__Aim of the task__.
Find the string "static" in the entries and copy each line that has it.

--

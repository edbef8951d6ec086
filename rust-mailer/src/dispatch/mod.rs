//! Batch dispatch to the Postmark API.
//!
//! ## Flow
//!
//! ```text
//! [OutgoingMessage] → translate_all() → chunks(batch_size) → POST /email/batch
//!                                                          → classify() → [SendOutcome]
//!                                                          → SentEvent per success
//! ```

pub mod client;
pub mod error;
pub mod response;

pub use client::{Dispatcher, SentEvent, SANDBOX_STATUS, SERVER_TOKEN_HEADER};
pub use error::DispatchError;
pub use response::{classify, SendOutcome, StatusClass};
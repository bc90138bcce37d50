//! Processing statistics
//!
//! Counters updated while the zone is built. `dangling_heads` counts
//! relations dropped because the head could not be resolved inside the
//! sentence.

use serde::{Deserialize, Serialize};

/// Counters for one linkage zone
#[derive(Debug, Clone, Copy, Default, PartialEq, Eq, Serialize, Deserialize)]
pub struct ZoneStats {
    /// Documents processed (also the last document number assigned)
    pub documents: usize,
    /// Sentences processed
    pub sentences: usize,
    /// Word records emitted
    pub words: usize,
    /// Relation records emitted
    pub relations: usize,
    /// Tokens skipped because they carry the root label
    pub roots: usize,
    /// Relations dropped because the head lies outside the sentence
    pub dangling_heads: usize,
}

impl ZoneStats {
    /// Share of non-root words that produced a relation (1.0 when there are none)
    pub fn relation_coverage(&self) -> f32 {
        let expected = self.words.saturating_sub(self.roots);
        if expected == 0 {
            1.0
        } else {
            self.relations as f32 / expected as f32
        }
    }

    /// True when no relation was dropped
    pub fn is_clean(&self) -> bool {
        self.dangling_heads == 0
    }
}

impl std::fmt::Display for ZoneStats {
    fn fmt(&self, f: &mut std::fmt::Formatter<'_>) -> std::fmt::Result {
        write!(
            f,
            "{} documents, {} sentences, {} words, {} relations ({} roots, {} dropped)",
            self.documents,
            self.sentences,
            self.words,
            self.relations,
            self.roots,
            self.dangling_heads
        )
    }
}
//! Language selection and model loading
//!
//! Maps language codes to the dependency-parsing model used for them and
//! loads an annotator through a `ModelProvider`, acquiring a missing model
//! at most once.

use serde::{Deserialize, Serialize};

use crate::{Annotator, ModelProvider, Result, WlzError};

/// Languages with a known dependency-parsing model
#[derive(Debug, Clone, Copy, PartialEq, Eq, Hash, Serialize, Deserialize)]
#[serde(rename_all = "lowercase")]
pub enum Language {
    Ukrainian,
    English,
}

impl Language {
    /// ISO 639-1 code
    pub fn code(&self) -> &'static str {
        match self {
            Self::Ukrainian => "uk",
            Self::English => "en",
        }
    }

    /// Name of the model loaded for this language
    pub fn model_name(&self) -> &'static str {
        match self {
            Self::Ukrainian => "uk_core_news_lg",
            Self::English => "en_core_web_sm",
        }
    }

    /// All supported languages
    pub fn all() -> &'static [Language] {
        &[Self::Ukrainian, Self::English]
    }
}

impl std::str::FromStr for Language {
    type Err = WlzError;

    fn from_str(s: &str) -> std::result::Result<Self, Self::Err> {
        let code = s.trim().to_lowercase();
        Self::all()
            .iter()
            .copied()
            .find(|language| language.code() == code)
            .ok_or_else(|| WlzError::UnsupportedLanguage(s.to_string()))
    }
}

impl std::fmt::Display for Language {
    fn fmt(&self, f: &mut std::fmt::Formatter<'_>) -> std::fmt::Result {
        write!(f, "{}", self.code())
    }
}

/// Load the annotator for `language`.
///
/// A `ModelUnavailable` error from the first load triggers one acquisition
/// followed by one more load. Any other error, or a failure of the second
/// load, is returned to the caller.
pub fn load_annotator(
    provider: &dyn ModelProvider,
    language: Language,
) -> Result<Box<dyn Annotator>> {
    let model = language.model_name();

    match provider.load(model) {
        Ok(annotator) => Ok(annotator),
        Err(WlzError::ModelUnavailable { reason, .. }) => {
            tracing::warn!(%reason, "Downloading model for {}: {}", language, model);
            provider.acquire(model)?;
            provider.load(model)
        }
        Err(e) => Err(e),
    }
}
//! WLZ Core - Records, annotator contracts, and shared types
//!
//! This crate defines the core abstractions used throughout the WLZ system:
//! - Word and relation records of the linkage zone
//! - The annotated-text structure produced by a dependency parser
//! - The `Annotator` and `ModelProvider` capabilities
//! - Language selection and model loading
//! - Common error types
//! - Configuration management

pub mod config;
pub mod language;

pub use config::{
    AppConfig, ConfigError, DisplayConfig, GlossaryConfig, LanguageConfig, LoggingConfig,
    OutputConfig,
};
pub use language::{load_annotator, Language};

use serde::{Deserialize, Serialize};
use std::path::PathBuf;
use thiserror::Error;

// ============================================================================
// Error Types
// ============================================================================

/// Core error types for WLZ operations
#[derive(Error, Debug)]
pub enum WlzError {
    #[error("Unsupported language: {0}")]
    UnsupportedLanguage(String),

    #[error("Language model {model} is not available: {reason}")]
    ModelUnavailable { model: String, reason: String },

    #[error("Failed to acquire language model {model}: {reason}")]
    AcquisitionFailed { model: String, reason: String },

    #[error("Annotation error: {0}")]
    Annotation(String),

    #[error("IO error writing {path}")]
    Io {
        path: PathBuf,
        #[source]
        source: std::io::Error,
    },

    #[error(transparent)]
    Other(#[from] anyhow::Error),
}

pub type Result<T> = std::result::Result<T, WlzError>;

// ============================================================================
// Linkage Zone Records
// ============================================================================

/// One word of one sentence of one document.
///
/// `word_number` is the 1-based position of the word inside its sentence,
/// never the identifier the annotator used for the token.
#[derive(Debug, Clone, PartialEq, Eq, Hash, Serialize, Deserialize)]
pub struct WordRecord {
    pub document_number: usize,
    pub sentence_number: usize,
    pub word_number: usize,
    pub word_form: String,
}

/// A directed dependency edge `dependent -> head` inside one sentence.
#[derive(Debug, Clone, PartialEq, Eq, Hash, Serialize, Deserialize)]
pub struct RelationRecord {
    pub document_number: usize,
    pub sentence_number: usize,
    pub dependent_word_number: usize,
    pub head_word_number: usize,
    /// Raw relation label as produced by the annotator (e.g. `nsubj`)
    pub relation_label: String,
}

// ============================================================================
// Annotator Output
// ============================================================================

/// Where a token's syntactic head points.
#[derive(Debug, Clone, Copy, PartialEq, Eq, Hash, Serialize, Deserialize)]
#[serde(rename_all = "snake_case")]
pub enum Head {
    /// The token is a sentence root and has no head
    Root,
    /// Identifier of the head token, unique within the annotated text
    Token(usize),
}

/// A token as exposed by the linguistic annotator
#[derive(Debug, Clone, PartialEq, Eq, Serialize, Deserialize)]
pub struct AnnotatedToken {
    /// Identifier unique within the whole annotated text
    pub id: usize,

    /// Surface form
    pub form: String,

    /// Dependency relation label
    pub label: String,

    /// Syntactic head
    pub head: Head,
}

impl AnnotatedToken {
    /// Create a token whose head is another token
    pub fn new(id: usize, form: impl Into<String>, label: impl Into<String>, head: usize) -> Self {
        Self {
            id,
            form: form.into(),
            label: label.into(),
            head: Head::Token(head),
        }
    }

    /// Create a token marked as a root by the head sentinel
    pub fn root(id: usize, form: impl Into<String>, label: impl Into<String>) -> Self {
        Self {
            id,
            form: form.into(),
            label: label.into(),
            head: Head::Root,
        }
    }
}

/// An ordered sequence of tokens; token order is the word order
#[derive(Debug, Clone, Default, PartialEq, Eq, Serialize, Deserialize)]
pub struct AnnotatedSentence {
    pub tokens: Vec<AnnotatedToken>,
}

impl AnnotatedSentence {
    pub fn new(tokens: Vec<AnnotatedToken>) -> Self {
        Self { tokens }
    }

    pub fn len(&self) -> usize {
        self.tokens.len()
    }

    pub fn is_empty(&self) -> bool {
        self.tokens.is_empty()
    }
}

/// Annotator output for a single text
#[derive(Debug, Clone, Default, PartialEq, Eq, Serialize, Deserialize)]
pub struct AnnotatedText {
    pub sentences: Vec<AnnotatedSentence>,
}

impl AnnotatedText {
    pub fn new(sentences: Vec<AnnotatedSentence>) -> Self {
        Self { sentences }
    }

    /// Total number of tokens across all sentences
    pub fn token_count(&self) -> usize {
        self.sentences.iter().map(AnnotatedSentence::len).sum()
    }
}

// ============================================================================
// Traits
// ============================================================================

/// Linguistic annotator: sentence splitting, tokenization and dependency
/// parsing of a single text.
pub trait Annotator {
    /// Annotate one text
    fn annotate(&self, text: &str) -> Result<AnnotatedText>;

    /// Get annotator name for logging
    fn name(&self) -> &str {
        "annotator"
    }
}

impl<F> Annotator for F
where
    F: Fn(&str) -> Result<AnnotatedText>,
{
    fn annotate(&self, text: &str) -> Result<AnnotatedText> {
        self(text)
    }
}

/// Source of annotators for named language models
pub trait ModelProvider {
    /// Load an annotator for the model. Returns `WlzError::ModelUnavailable`
    /// when the model is not installed locally.
    fn load(&self, model: &str) -> Result<Box<dyn Annotator>>;

    /// Install a missing model. May block for a long time.
    fn acquire(&self, model: &str) -> Result<()>;
}

// ============================================================================
// Tests
// ============================================================================

#[cfg(test)]
mod tests {
    use super::*;

    #[test]
    fn test_token_constructors() {
        let token = AnnotatedToken::new(3, "cat", "nsubj", 4);
        assert_eq!(token.head, Head::Token(4));

        let root = AnnotatedToken::root(4, "sleeps", "ROOT");
        assert_eq!(root.head, Head::Root);
        assert_eq!(root.form, "sleeps");
    }

    #[test]
    fn test_token_count() {
        let text = AnnotatedText::new(vec![
            AnnotatedSentence::new(vec![
                AnnotatedToken::root(0, "Hi", "ROOT"),
                AnnotatedToken::new(1, "!", "punct", 0),
            ]),
            AnnotatedSentence::new(vec![AnnotatedToken::root(2, "Bye", "ROOT")]),
        ]);
        assert_eq!(text.token_count(), 3);
        assert!(!text.sentences[0].is_empty());
    }

    #[test]
    fn test_closure_annotator() {
        let annotator = |text: &str| -> Result<AnnotatedText> {
            Ok(AnnotatedText::new(vec![AnnotatedSentence::new(vec![
                AnnotatedToken::root(0, text, "ROOT"),
            ])]))
        };
        let boxed: Box<dyn Annotator> = Box::new(annotator);
        let annotated = boxed.annotate("Hello").unwrap();
        assert_eq!(annotated.sentences[0].tokens[0].form, "Hello");
        assert_eq!(boxed.name(), "annotator");
    }

    #[test]
    fn test_error_display() {
        let err = WlzError::UnsupportedLanguage("xx".to_string());
        assert_eq!(err.to_string(), "Unsupported language: xx");
    }
}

--

__Output of the task__.
    pub fn code(&self) -> &'static str {
    pub fn model_name(&self) -> &'static str {
    pub fn all() -> &'static [Language] {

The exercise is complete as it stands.